Though plenty of people lack empathy that don't commit atrocities. Though, the ability to objectify others seems to be a key ingredient, although everyone on some level does just that at times even when they have empathy. The thing that was and is probably hard to understand about the Nazis - the poster boys for evil - is that while some of the higher-ups may have been sociopaths, likely not all of them were. So marking them as evil discounts the fact that some of them were very intelligent and had the capacity for empathy and kindness and love. They weren't robots or killing machines void of human emotion. In fact, a great number of them were likely just doing what they were told and didn't have the character or strength to sacrifice their life defying the powers-that-be.

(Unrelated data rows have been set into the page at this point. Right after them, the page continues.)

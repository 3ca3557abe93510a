//! Step runner: executes a pipeline, isolating each step's failure.
//!
//! Steps run strictly in order because later ones read DOM that earlier ones
//! wrote. A failing step is reported and the next step runs anyway; there is no
//! aggregate success signal.

use std::collections::HashMap;
use std::sync::{Arc, Mutex};
use std::time::Instant;

use serde_json::json;
use tracing::{debug, instrument};

use prospectcue_shared::{ConsoleColor, PageKind, ProspectCueError};

use crate::console::{color_log, log};
use crate::pipeline::{Customizations, Step, pipeline_for};

/// What happened to one step.
#[derive(Debug, Clone, PartialEq, Eq)]
pub enum StepOutcome {
    Completed(Step),
    Failed { step: Step, error: String },
}

impl StepOutcome {
    pub fn step(&self) -> Step {
        match self {
            Self::Completed(step) | Self::Failed { step, .. } => *step,
        }
    }

    pub fn is_failed(&self) -> bool {
        matches!(self, Self::Failed { .. })
    }
}

/// Per-step record of one pipeline run.
#[derive(Debug, Clone, PartialEq, Eq)]
pub struct PipelineReport {
    pub kind: PageKind,
    pub outcomes: Vec<StepOutcome>,
}

impl PipelineReport {
    pub fn failures(&self) -> impl Iterator<Item = &StepOutcome> {
        self.outcomes.iter().filter(|o| o.is_failed())
    }
}

/// Run every step of `kind`'s pipeline in order.
#[instrument(skip_all, fields(kind = %kind))]
pub async fn run_pipeline(kind: PageKind, customizations: &dyn Customizations) -> PipelineReport {
    let steps = pipeline_for(kind);
    let start = Instant::now();
    let mut outcomes = Vec::with_capacity(steps.len());

    if !steps.is_empty() {
        log(&format!("running {kind} customizations"), ConsoleColor::Green);
    }

    for &step in steps {
        match step.invoke(customizations).await {
            Ok(()) => {
                debug!(step = step.label(), "step complete");
                outcomes.push(StepOutcome::Completed(step));
            }
            Err(e) => {
                let err = ProspectCueError::step(step.label(), e);
                color_log(
                    &format!("error: {err}"),
                    ConsoleColor::Red,
                    Some(&json!({ "step": step.label(), "page": kind.label() })),
                );
                outcomes.push(StepOutcome::Failed {
                    step,
                    error: err.to_string(),
                });
            }
        }
    }

    debug!(
        steps = outcomes.len(),
        elapsed_ms = start.elapsed().as_millis(),
        "pipeline finished"
    );

    PipelineReport { kind, outcomes }
}

// ---------------------------------------------------------------------------
// Dispatcher
// ---------------------------------------------------------------------------

/// Shared entry point for bootstrap and watcher dispatches.
///
/// Holds the customizations and serializes pipeline runs: a second dispatch
/// waits until the first has attempted all of its steps.
pub struct Dispatcher {
    customizations: Arc<dyn Customizations>,
    running: tokio::sync::Mutex<()>,
    runs: Mutex<HashMap<PageKind, usize>>,
}

impl Dispatcher {
    pub fn new(customizations: Arc<dyn Customizations>) -> Self {
        Self {
            customizations,
            running: tokio::sync::Mutex::new(()),
            runs: Mutex::new(HashMap::new()),
        }
    }

    /// Run `kind`'s pipeline once other in-flight runs have finished.
    pub async fn dispatch(&self, kind: PageKind) -> PipelineReport {
        let _guard = self.running.lock().await;
        if kind != PageKind::Other {
            *self
                .runs
                .lock()
                .unwrap_or_else(|poisoned| poisoned.into_inner())
                .entry(kind)
                .or_default() += 1;
        }
        run_pipeline(kind, self.customizations.as_ref()).await
    }

    /// How many times `kind`'s pipeline has been dispatched.
    pub fn runs(&self, kind: PageKind) -> usize {
        self.run_counts().get(&kind).copied().unwrap_or(0)
    }

    pub fn run_counts(&self) -> HashMap<PageKind, usize> {
        self.runs
            .lock()
            .unwrap_or_else(|poisoned| poisoned.into_inner())
            .clone()
    }
}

The truth is, the masses that did nothing did so mostly out of fear too. Without that fear, and in some cases, complacency, there would have been no holocaust. Let's not forget, the prejudice that Hitler pandered to is the same that Trump pandered to (and a long list of others before him). Neither Hitler or Trump created that prejudice, they both saw it and manipulated it and pandered to it to get into power. That doesn't make them evil, it makes them opportunistic.
The truth is people like you and me made the holocaust possible. We prefer absolutes so we put Hitler and the Nazi's on the evil pedestal because it's easier to objectify them and pretend they are monsters instead of what they really were and that is just human beings like you and me that did horrible horrible things fueled by fear and hunger for power and riches at any cost.
In so many ways, Nazi's were no different than many in power today in how they pander to prejudice. The same racial prejudice that was in Nazi Germany is in America today. It's in cities around the world today. A Nazi-like state could exist anywhere again at anytime. Those that say "no way" don't understand human nature or human history. The latter can repeat itself at anytime if the conditions are just right. The reason history repeats itself is because too few understand that.